Which brings me to the only miss of the night: the invisible circus. A large round elevated stage is rolled out to the front and the clown played by Gimenez describes various acts being performed by “invisible” players, including a man riding a unicycle on a high wire, a lion taming act and even a high dive into a pool filled with three inches of water. Like a mechanical flea circus, you see various things move and even see the splash when the invisible diver lands, but I found the whole act strained and not funny.

I was so jaded by the bit that when Gimenez led a woman from the audience on stage for a mime performance I was ready for the same uncomfortable feeling. The act was him pretending to be on a date, and in the set up you understand he has both a bird and a cat as pets. He answers the “door” and leads her to a couch where he mimes some of the hesitation that can come from a first date. To alleviate this he goes off in search of drinks, but then reappears as the bird. The lady from the audience did a great job of playing along and I was starting to warm to the bit, when the bird is eaten by the cat (also played by Després) who then hops up on the couch to investigate the lady.

As a cat owner, what followed was one of the most talented and hilarious pantomimes of the behavior of a cat I’ve ever seen. I was crying I was laughing so hard. Thus, all is forgiven.

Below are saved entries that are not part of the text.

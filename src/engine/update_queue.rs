//! Update queue for roots and class components.
//!
//! Updates are pushed onto a `pending` list shared by both buffers of a node.
//! When the node renders, pending updates are moved onto the end of the base
//! queue of *both* buffers (so a discarded render never loses them) and then
//! folded in insertion order, skipping updates whose lane is not part of the
//! render:
//!
//! ```text
//! base_state: 1    base_queue: [+1 (DEFAULT), x10 (SYNC)]
//!
//! render SYNC     → state 10, base_state 1, base_queue [+1 (DEFAULT), x10 (none)]
//! render DEFAULT  → state 20, base_state 20, base_queue []
//! ```
//!
//! Once one update is skipped, every later update is kept in the base queue
//! too (with no lane, so it always re-applies), which keeps the final state
//! equal to "all updates applied in enqueue order".

use std::cell::RefCell;
use std::rc::Rc;

use crate::lanes::Lanes;
use crate::primitives::Props;

/// Computes a new state from the previous one.
pub type StateUpdater<S> = Rc<dyn Fn(&S, &Props) -> S>;

/// What an update does when applied.
pub enum Payload<S> {
    /// Replace the state.
    Replace(S),
    /// Derive the state from the previous state and current props.
    Updater(StateUpdater<S>),
    /// Keep the state, but render even if nothing changed.
    Force,
}

impl<S: Clone> Clone for Payload<S> {
    fn clone(&self) -> Self {
        match self {
            Payload::Replace(state) => Payload::Replace(state.clone()),
            Payload::Updater(f) => Payload::Updater(f.clone()),
            Payload::Force => Payload::Force,
        }
    }
}

/// One queued update.
#[derive(Clone)]
pub struct QueuedUpdate<S: Clone> {
    pub lane: Lanes,
    pub payload: Payload<S>,
}

/// Result of folding a queue.
pub struct Processed<S> {
    pub state: S,
    /// Lanes of updates left in the base queue.
    pub skipped_lanes: Lanes,
    pub force_update: bool,
}

type Pending<S> = Rc<RefCell<Vec<QueuedUpdate<S>>>>;

/// Enqueue-only handle, kept by class updaters.
pub struct UpdateSender<S: Clone>(Pending<S>);

impl<S: Clone> UpdateSender<S> {
    pub fn send(&self, update: QueuedUpdate<S>) {
        self.0.borrow_mut().push(update);
    }
}

impl<S: Clone> Clone for UpdateSender<S> {
    fn clone(&self) -> Self {
        Self(self.0.clone())
    }
}

/// Per-buffer queue. Clones share `pending`.
#[derive(Clone)]
pub struct UpdateQueue<S: Clone> {
    pub base_state: S,
    pub base_queue: Vec<QueuedUpdate<S>>,
    pending: Pending<S>,
}

impl<S: Clone> UpdateQueue<S> {
    pub fn new(base_state: S) -> Self {
        Self {
            base_state,
            base_queue: Vec::new(),
            pending: Rc::new(RefCell::new(Vec::new())),
        }
    }

    /// Queue an update. Safe while the owning node renders: nothing reads
    /// `pending` except [`absorb_pending`](Self::absorb_pending).
    pub fn enqueue(&self, update: QueuedUpdate<S>) {
        self.pending.borrow_mut().push(update);
    }

    pub fn sender(&self) -> UpdateSender<S> {
        UpdateSender(self.pending.clone())
    }

    pub fn has_pending(&self) -> bool {
        !self.pending.borrow().is_empty()
    }

    /// Move pending updates onto this base queue and onto the other buffer's.
    pub fn absorb_pending(&mut self, current: Option<&mut UpdateQueue<S>>) {
        let pending: Vec<_> = self.pending.borrow_mut().drain(..).collect();
        if pending.is_empty() {
            return;
        }
        if let Some(current) = current {
            current.base_queue.extend(pending.iter().cloned());
        }
        self.base_queue.extend(pending);
    }

    /// Forget every update, queued or pending, in `lanes`. Rebased updates
    /// carry no lane and are kept.
    pub fn drop_lanes(&mut self, lanes: Lanes) {
        self.base_queue.retain(|update| !update.lane.includes_some(lanes));
        self.pending.borrow_mut().retain(|update| !update.lane.includes_some(lanes));
    }

    /// Fold the base queue for `render_lanes`.
    pub fn process(&mut self, props: &Props, render_lanes: Lanes) -> Processed<S> {
        let mut state = self.base_state.clone();
        let mut new_base_state = None;
        let mut new_base_queue = Vec::new();
        let mut skipped_lanes = Lanes::empty();
        let mut force_update = false;

        for update in std::mem::take(&mut self.base_queue) {
            if !render_lanes.is_subset(update.lane) {
                if new_base_queue.is_empty() {
                    new_base_state = Some(state.clone());
                }
                skipped_lanes |= update.lane;
                new_base_queue.push(update);
                continue;
            }

            if !new_base_queue.is_empty() {
                new_base_queue.push(QueuedUpdate {
                    lane: Lanes::empty(),
                    payload: update.payload.clone(),
                });
            }

            state = match &update.payload {
                Payload::Replace(next) => next.clone(),
                Payload::Updater(f) => f(&state, props),
                Payload::Force => {
                    force_update = true;
                    state
                }
            };
        }

        self.base_state = new_base_state.unwrap_or_else(|| state.clone());
        self.base_queue = new_base_queue;

        Processed {
            state,
            skipped_lanes,
            force_update,
        }
    }
}

#[cfg(test)]
mod tests {
    use super::*;

    fn add(n: i32) -> Payload<i32> {
        Payload::Updater(Rc::new(move |s: &i32, _: &Props| s + n))
    }

    fn mul(n: i32) -> Payload<i32> {
        Payload::Updater(Rc::new(move |s: &i32, _: &Props| s * n))
    }

    #[test]
    fn test_fifo() {
        let mut queue = UpdateQueue::new(1);
        queue.enqueue(QueuedUpdate { lane: Lanes::DEFAULT, payload: add(1) });
        queue.enqueue(QueuedUpdate { lane: Lanes::DEFAULT, payload: mul(10) });
        queue.absorb_pending(None);

        let result = queue.process(&Props::default(), Lanes::DEFAULT);
        assert_eq!(result.state, 20);
        assert_eq!(queue.base_state, 20);
        assert!(queue.base_queue.is_empty());
    }

    #[test]
    fn test_drop_lanes_keeps_other_updates() {
        let mut queue = UpdateQueue::new(1);
        queue.enqueue(QueuedUpdate { lane: Lanes::DEFAULT, payload: add(1) });
        queue.enqueue(QueuedUpdate { lane: Lanes::SYNC, payload: mul(10) });
        queue.absorb_pending(None);
        queue.enqueue(QueuedUpdate { lane: Lanes::SYNC, payload: add(5) });

        queue.drop_lanes(Lanes::SYNC);
        queue.absorb_pending(None);

        let result = queue.process(&Props::default(), Lanes::SYNC | Lanes::DEFAULT);
        assert_eq!(result.state, 2);
        assert!(queue.base_queue.is_empty());
    }

    #[test]
    fn test_skip_and_rebase() {
        let mut queue = UpdateQueue::new(1);
        queue.enqueue(QueuedUpdate { lane: Lanes::DEFAULT, payload: add(1) });
        queue.enqueue(QueuedUpdate { lane: Lanes::SYNC, payload: mul(10) });
        queue.absorb_pending(None);

        let high = queue.process(&Props::default(), Lanes::SYNC);
        assert_eq!(high.state, 10);
        assert_eq!(high.skipped_lanes, Lanes::DEFAULT);
        assert_eq!(queue.base_state, 1);
        assert_eq!(queue.base_queue.len(), 2);
        assert!(queue.base_queue[1].lane.is_empty());

        let low = queue.process(&Props::default(), Lanes::DEFAULT);
        assert_eq!(low.state, 20);
        assert!(low.skipped_lanes.is_empty());
        assert!(queue.base_queue.is_empty());
    }

    #[test]
    fn test_absorb_into_both_buffers() {
        let mut current = UpdateQueue::new(0);
        let mut wip = current.clone();
        wip.enqueue(QueuedUpdate { lane: Lanes::DEFAULT, payload: Payload::Replace(5) });
        assert!(current.has_pending());

        current.sender().send(QueuedUpdate { lane: Lanes::SYNC, payload: Payload::Force });
        wip.absorb_pending(Some(&mut current));
        assert_eq!(current.base_queue.len(), 2);
        assert_eq!(wip.base_queue.len(), 2);
        assert!(!current.has_pending());
    }

    #[test]
    fn test_force_update() {
        let mut queue = UpdateQueue::new(3);
        queue.enqueue(QueuedUpdate { lane: Lanes::SYNC, payload: Payload::Force });
        queue.absorb_pending(None);
        let result = queue.process(&Props::default(), Lanes::SYNC);
        assert!(result.force_update);
        assert_eq!(result.state, 3);
    }
}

I’m not going to go through and describe all of the acts as a) I didn’t take notes and b) you can find it elsewhere, but what makes this my favorite show was how well it all integrated into the theme. It was like they took it to the next level. For example, most Cirque shows have a hand-balancing act. The performer comes out and slowly builds a tower on which they will do various feats of balancing. This one started out as a dinner party hosted by Klara and attended by some of the other characters, including the turbaned mystic from the beginning of the show. At one point he levitates a candelabra, but it won’t come down. So another guest starts stacking chairs to get high enough to retrieve it.

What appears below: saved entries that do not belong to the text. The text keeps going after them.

//! Error types.
//!
//! Two families: [`RenderError`] is raised by component bodies and aborts
//! only the render pass it happened in. [`ReconcileError`] is what the
//! engine surfaces to callers; most of its variants are invariant
//! violations that point at a bug in component code or in the engine.

use std::borrow::Cow;

use thiserror::Error;

use crate::engine::NodeId;

/// An error thrown while evaluating a component body.
#[derive(Error, Debug, Clone, PartialEq, Eq)]
#[error("{message}")]
pub struct RenderError {
    message: Cow<'static, str>,
}

impl RenderError {
    pub fn new(message: impl Into<Cow<'static, str>>) -> Self {
        Self {
            message: message.into(),
        }
    }

    pub fn message(&self) -> &str {
        &self.message
    }
}

/// Errors surfaced by the reconciler.
#[derive(Error, Debug, Clone, PartialEq, Eq)]
pub enum ReconcileError {
    /// A component threw during begin work. Nothing was committed.
    #[error("render failed in {component}: {source}")]
    Render {
        /// Name of the component whose body failed.
        component: Cow<'static, str>,
        #[source]
        source: RenderError,
    },

    /// A component called a different number of state cells than it did in
    /// its previous render.
    #[error("rendered {rendered} state cells, previous render had {previous}")]
    StateCellCountMismatch { previous: usize, rendered: usize },

    /// The cell at a position changed kind or value type between renders.
    #[error("state cell {index} was a {previous} and is now a {rendered}")]
    StateCellKindChanged {
        index: usize,
        previous: &'static str,
        rendered: &'static str,
    },

    /// A component kept scheduling updates on itself while rendering.
    #[error("too many re-renders (limit {limit}); a component updates itself unconditionally while rendering")]
    TooManyRerenders { limit: u32 },

    /// Commits kept scheduling synchronous work on the same root.
    #[error("maximum update depth exceeded (limit {limit})")]
    NestedUpdateLimit { limit: u32 },

    /// Placement could not find a host ancestor.
    #[error("no host parent found above node {0:?}")]
    HostParentNotFound(NodeId),

    /// A host instance was about to be created for a node that already has one.
    #[error("node {0:?} already owns a host instance")]
    DoubleMount(NodeId),
}

impl ReconcileError {
    /// Fatal errors are engine or component-contract bugs. A [`Render`]
    /// error only aborted one pass and may be retried.
    ///
    /// [`Render`]: ReconcileError::Render
    pub fn is_fatal(&self) -> bool {
        !matches!(self, ReconcileError::Render { .. })
    }
}

/// Result type for reconciler operations.
pub type ReconcileResult<T> = Result<T, ReconcileError>;

/// Errors from loading configuration.
#[derive(Error, Debug)]
pub enum ConfigError {
    #[error("failed to read config file: {0}")]
    Io(#[from] std::io::Error),

    #[error("invalid config: {0}")]
    Parse(#[from] toml::de::Error),

    #[error("invalid config value: {0}")]
    Invalid(String),
}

As the tower gets higher and higher, the lights go on in the catwalk above the stage where a duplicate dinner party is revealed, only this one is upside down. They too build a tower but this one heads down toward the stage. While the hand-balancing act was entertaining on its own, it was this extra level of theatricality that made me love this show.

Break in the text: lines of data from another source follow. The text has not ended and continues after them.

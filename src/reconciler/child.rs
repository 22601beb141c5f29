use std::rc::Rc;

use rustc_hash::FxHashMap;

use crate::engine::{Flags, NodeArena, NodeId, RenderNode, WorkTag};
use crate::lanes::Lanes;
use crate::primitives::{Element, ElementType, Key, Node, Props};

/// Identity of an old child in the fallback map.
#[derive(Debug, Clone, PartialEq, Eq, Hash)]
enum SlotKey {
    Key(Key),
    Index(usize),
}

/// Reconciles the children of one parent.
pub(crate) struct ChildReconciler<'a> {
    arena: &'a mut NodeArena,
    parent: NodeId,
    lanes: Lanes,
    track_side_effects: bool,
}

impl<'a> ChildReconciler<'a> {
    pub(crate) fn new(arena: &'a mut NodeArena, parent: NodeId, lanes: Lanes, track_side_effects: bool) -> Self {
        Self {
            arena,
            parent,
            lanes,
            track_side_effects,
        }
    }

    /// Reconcile `current_first` and its siblings against `new_child`.
    /// Returns the new first child.
    pub(crate) fn reconcile(&mut self, current_first: Option<NodeId>, new_child: &Node) -> Option<NodeId> {
        // A fragment at the top level is just its children.
        let new_child = match new_child {
            Node::Element(element) if element.ty == ElementType::Fragment => element.props.children(),
            other => other,
        };

        match new_child {
            Node::Element(element) => {
                let child = self.reconcile_single_element(current_first, element);
                Some(self.place_single_child(child))
            }
            Node::Text(text) if !text.is_empty() => {
                let child = self.reconcile_single_text(current_first, text);
                Some(self.place_single_child(child))
            }
            Node::List(children) => self.reconcile_children_array(current_first, children),
            _ => {
                self.delete_remaining_children(current_first);
                None
            }
        }
    }

    // =========================================================================
    // Deletion
    // =========================================================================

    fn delete_child(&mut self, child: NodeId) {
        if !self.track_side_effects {
            return;
        }
        let parent = &mut self.arena[self.parent];
        parent.deletions.push(child);
        parent.flags |= Flags::CHILD_DELETION;
    }

    fn delete_remaining_children(&mut self, mut child: Option<NodeId>) {
        if !self.track_side_effects {
            return;
        }
        while let Some(id) = child {
            self.delete_child(id);
            child = self.arena[id].sibling;
        }
    }

    // =========================================================================
    // Node creation and reuse
    // =========================================================================

    fn use_node(&mut self, current: NodeId, props: Props) -> NodeId {
        let wip = self.arena.work_in_progress(current, props);
        let node = &mut self.arena[wip];
        node.index = 0;
        node.sibling = None;
        wip
    }

    fn allocate(&mut self, mut node: RenderNode) -> NodeId {
        node.lanes = self.lanes;
        node.parent = Some(self.parent);
        self.arena.allocate(node)
    }

    fn create_from_element(&mut self, element: &Element) -> NodeId {
        let tag = match &element.ty {
            ElementType::Host(_) => WorkTag::HostComponent,
            ElementType::Function(_) => WorkTag::FunctionComponent,
            ElementType::Class(_) => WorkTag::ClassComponent,
            ElementType::Fragment => WorkTag::Fragment,
        };
        let mut node = RenderNode::new(tag, element.props.clone(), element.key.clone());
        node.element_type = Some(element.ty.clone());
        self.allocate(node)
    }

    fn create_text(&mut self, text: &Rc<str>) -> NodeId {
        self.allocate(RenderNode::new(
            WorkTag::HostText,
            Props::from_children(Node::Text(text.clone())),
            None,
        ))
    }

    fn create_fragment(&mut self, children: Node, key: Option<Key>) -> NodeId {
        self.allocate(RenderNode::new(WorkTag::Fragment, Props::from_children(children), key))
    }

    /// Reuse `current` if it is a text node.
    fn update_text_node(&mut self, current: Option<NodeId>, text: &Rc<str>) -> NodeId {
        match current {
            Some(current) if self.arena[current].tag == WorkTag::HostText => {
                self.use_node(current, Props::from_children(Node::Text(text.clone())))
            }
            _ => self.create_text(text),
        }
    }

    /// Reuse `current` if it has the element's type.
    fn update_element(&mut self, current: Option<NodeId>, element: &Element) -> NodeId {
        if let Some(current) = current {
            let existing = &self.arena[current];
            let compatible = match &element.ty {
                ElementType::Fragment => existing.tag == WorkTag::Fragment,
                ty => existing.element_type.as_ref() == Some(ty),
            };
            if compatible {
                return self.use_node(current, element.props.clone());
            }
        }
        self.create_from_element(element)
    }

    /// Reuse `current` if it is a fragment (nested lists become fragments).
    fn update_fragment(&mut self, current: Option<NodeId>, children: &Rc<[Node]>) -> NodeId {
        match current {
            Some(current) if self.arena[current].tag == WorkTag::Fragment => {
                self.use_node(current, Props::from_children(Node::List(children.clone())))
            }
            _ => self.create_fragment(Node::List(children.clone()), None),
        }
    }

    fn create_child(&mut self, new_child: &Node) -> Option<NodeId> {
        match new_child {
            Node::Text(text) if !text.is_empty() => Some(self.create_text(text)),
            Node::Element(element) => Some(self.create_from_element(element)),
            Node::List(children) => Some(self.create_fragment(Node::List(children.clone()), None)),
            _ => None,
        }
    }

    // =========================================================================
    // Placement
    // =========================================================================

    fn place_child(&mut self, new: NodeId, last_placed_index: usize, new_index: usize) -> usize {
        let track = self.track_side_effects;
        let alternate = self.arena[new].alternate;
        let old_index = alternate.map(|current| self.arena[current].index);

        let node = &mut self.arena[new];
        node.index = new_index;
        if !track {
            return last_placed_index;
        }
        match old_index {
            Some(old_index) if old_index >= last_placed_index => old_index,
            // Moved behind something that stays, or brand new
            _ => {
                node.flags |= Flags::PLACEMENT;
                last_placed_index
            }
        }
    }

    fn place_single_child(&mut self, new: NodeId) -> NodeId {
        if self.track_side_effects && self.arena[new].alternate.is_none() {
            self.arena[new].flags |= Flags::PLACEMENT;
        }
        new
    }

    fn link(&mut self, first: &mut Option<NodeId>, previous: &mut Option<NodeId>, new: NodeId) {
        self.arena.set_parent(new, Some(self.parent));
        match *previous {
            Some(previous) => self.arena[previous].sibling = Some(new),
            None => *first = Some(new),
        }
        *previous = Some(new);
    }

    // =========================================================================
    // Single child
    // =========================================================================

    fn reconcile_single_element(&mut self, current_first: Option<NodeId>, element: &Element) -> NodeId {
        let mut child = current_first;
        while let Some(id) = child {
            let next = self.arena[id].sibling;
            if self.arena[id].key == element.key {
                let existing = &self.arena[id];
                let compatible = match &element.ty {
                    ElementType::Fragment => existing.tag == WorkTag::Fragment,
                    ty => existing.element_type.as_ref() == Some(ty),
                };
                if compatible {
                    self.delete_remaining_children(next);
                    let reused = self.use_node(id, element.props.clone());
                    self.arena.set_parent(reused, Some(self.parent));
                    return reused;
                }
                // Same key, different type: nothing else can match.
                self.delete_remaining_children(Some(id));
                break;
            }
            self.delete_child(id);
            child = next;
        }
        self.create_from_element(element)
    }

    fn reconcile_single_text(&mut self, current_first: Option<NodeId>, text: &Rc<str>) -> NodeId {
        if let Some(first) = current_first {
            if self.arena[first].tag == WorkTag::HostText {
                let next = self.arena[first].sibling;
                self.delete_remaining_children(next);
                let reused = self.use_node(first, Props::from_children(Node::Text(text.clone())));
                self.arena.set_parent(reused, Some(self.parent));
                return reused;
            }
        }
        self.delete_remaining_children(current_first);
        self.create_text(text)
    }

    // =========================================================================
    // Lists
    // =========================================================================

    fn child_key(&self, id: NodeId) -> Option<&Key> {
        self.arena[id].key.as_ref()
    }

    /// Update `old` in place if its key matches. `None` ends the lockstep scan.
    fn update_slot(&mut self, old: Option<NodeId>, new_child: &Node) -> Option<NodeId> {
        let old_key = old.and_then(|id| self.child_key(id).cloned());
        match new_child {
            Node::Text(text) if !text.is_empty() => {
                if old_key.is_some() {
                    return None;
                }
                Some(self.update_text_node(old, text))
            }
            Node::Element(element) => {
                if element.key != old_key {
                    return None;
                }
                Some(self.update_element(old, element))
            }
            Node::List(children) => {
                if old_key.is_some() {
                    return None;
                }
                Some(self.update_fragment(old, children))
            }
            _ => None,
        }
    }

    fn map_remaining_children(&self, mut child: Option<NodeId>) -> FxHashMap<SlotKey, NodeId> {
        let mut map = FxHashMap::default();
        while let Some(id) = child {
            let node = &self.arena[id];
            let key = match &node.key {
                Some(key) => SlotKey::Key(key.clone()),
                None => SlotKey::Index(node.index),
            };
            map.insert(key, id);
            child = node.sibling;
        }
        map
    }

    fn slot_key(new_index: usize, new_child: &Node) -> SlotKey {
        match new_child {
            Node::Element(element) => match &element.key {
                Some(key) => SlotKey::Key(key.clone()),
                None => SlotKey::Index(new_index),
            },
            _ => SlotKey::Index(new_index),
        }
    }

    fn update_from_map(
        &mut self,
        map: &FxHashMap<SlotKey, NodeId>,
        new_index: usize,
        new_child: &Node,
    ) -> Option<NodeId> {
        let matched = map.get(&Self::slot_key(new_index, new_child)).copied();
        match new_child {
            Node::Text(text) if !text.is_empty() => Some(self.update_text_node(matched, text)),
            Node::Element(element) => Some(self.update_element(matched, element)),
            Node::List(children) => Some(self.update_fragment(matched, children)),
            _ => None,
        }
    }

    fn reconcile_children_array(&mut self, current_first: Option<NodeId>, new_children: &[Node]) -> Option<NodeId> {
        let mut first = None;
        let mut previous = None;
        let mut old = current_first;
        let mut last_placed_index = 0;
        let mut new_index = 0;

        // Pass 1: walk both lists while keys line up.
        while let Some(old_id) = old {
            if new_index >= new_children.len() {
                break;
            }
            let (slot_old, next_old) = if self.arena[old_id].index > new_index {
                (None, Some(old_id))
            } else {
                (Some(old_id), self.arena[old_id].sibling)
            };

            let Some(new) = self.update_slot(slot_old, &new_children[new_index]) else {
                old = slot_old.or(next_old);
                break;
            };

            if self.track_side_effects {
                if let Some(slot_old) = slot_old {
                    if self.arena[new].alternate.is_none() {
                        // Same slot, but a fresh node: the old one goes.
                        self.delete_child(slot_old);
                    }
                }
            }
            last_placed_index = self.place_child(new, last_placed_index, new_index);
            self.link(&mut first, &mut previous, new);
            old = next_old;
            new_index += 1;
        }

        if new_index == new_children.len() {
            self.delete_remaining_children(old);
            return first;
        }

        // Pass 2: old list exhausted, the rest is new.
        if old.is_none() {
            for (index, new_child) in new_children.iter().enumerate().skip(new_index) {
                let Some(new) = self.create_child(new_child) else {
                    continue;
                };
                last_placed_index = self.place_child(new, last_placed_index, index);
                self.link(&mut first, &mut previous, new);
            }
            return first;
        }

        // Pass 3: match the rest by key (or position) through a map.
        let mut remaining = self.map_remaining_children(old);
        for (index, new_child) in new_children.iter().enumerate().skip(new_index) {
            let Some(new) = self.update_from_map(&remaining, index, new_child) else {
                continue;
            };
            if self.track_side_effects && self.arena[new].alternate.is_some() {
                remaining.remove(&Self::slot_key(index, new_child));
            }
            last_placed_index = self.place_child(new, last_placed_index, index);
            self.link(&mut first, &mut previous, new);
        }

        if self.track_side_effects {
            let mut leftovers: Vec<NodeId> = remaining.into_values().collect();
            leftovers.sort_by_key(|id| self.arena[*id].index);
            for id in leftovers {
                self.delete_child(id);
            }
        }

        first
    }
}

My overall favorite act was one called Rola Bola. A man in a aviator’s costume comes out and does a balancing act on a small platform on top of a ball. Good, but I’d seen that before. Then he builds up a small stack of acrylic cylinders and boards, and he separates them with a smaller metallic cylinder on its side. Again, I had seen something like that before. It wasn’t until he added a second metallic cylinder, perpendicular to the first, that I started to think “wow”. Now there are at least two axes of motion, and when the whole thing was raised into the air I knew I was in for something special.

Not only did he balance on this contraption, he took of his jacket and contorted metal loops around his body, all while remaining balanced. He ended that part of the act by rotating the whole thing 360 degrees. Truly impressive.

He followed that up by adding a third metal cylinder and another stack of objects that at this point was so high he had to use a little pole to get on top of it. Once again elevated, he was able to remain balanced with these three plus axes of motion, although there was little room left for acrobatics.

Is Kurios perfect? No, I saw a few mistakes at Saturday night’s Atlanta show and the invisible circus bit really could be dropped, but overall it is one of the the strongest Cirque shows in recent memory and I might even have to see it again.

It’s in Atlanta until the beginning of May, when it moves on to Boston, DC. New York and Miami. If you can make I highly recommend you get a ticket. You won’t be disappointed.